Problem :: Your response must be an exact transcription of the lines from the one containing "#[async_trait::async_trait]" through the final line of the data.

Stored items
========

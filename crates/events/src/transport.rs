use serde_json::Value;

/// The connection layer that actually reaches clients.
///
/// Every method reports success as a plain `bool`; a `false` is treated as a
/// transient failure and retried by the bridge.
#[async_trait::async_trait]
pub trait Transport: Send + Sync + 'static {
    /// Send to every connection of `user_id`.
    async fn send_message(&self, user_id: &str, message: Value) -> bool;

    /// Send to the connections subscribed to `thread_id`.
    async fn send_to_thread(&self, thread_id: &str, message: Value) -> bool;

    /// Send a human-readable error notice to `user_id`.
    async fn send_error(&self, user_id: &str, text: &str) -> bool;
}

========

Response to the task ::
#[async_trait::async_trait]
pub trait Transport: Send + Sync + 'static {
    /// Send to every connection of `user_id`.
    async fn send_message(&self, user_id: &str, message: Value) -> bool;

    /// Send to the connections subscribed to `thread_id`.
    async fn send_to_thread(&self, thread_id: &str, message: Value) -> bool;

    /// Send a human-readable error notice to `user_id`.
    async fn send_error(&self, user_id: &str, text: &str) -> bool;
}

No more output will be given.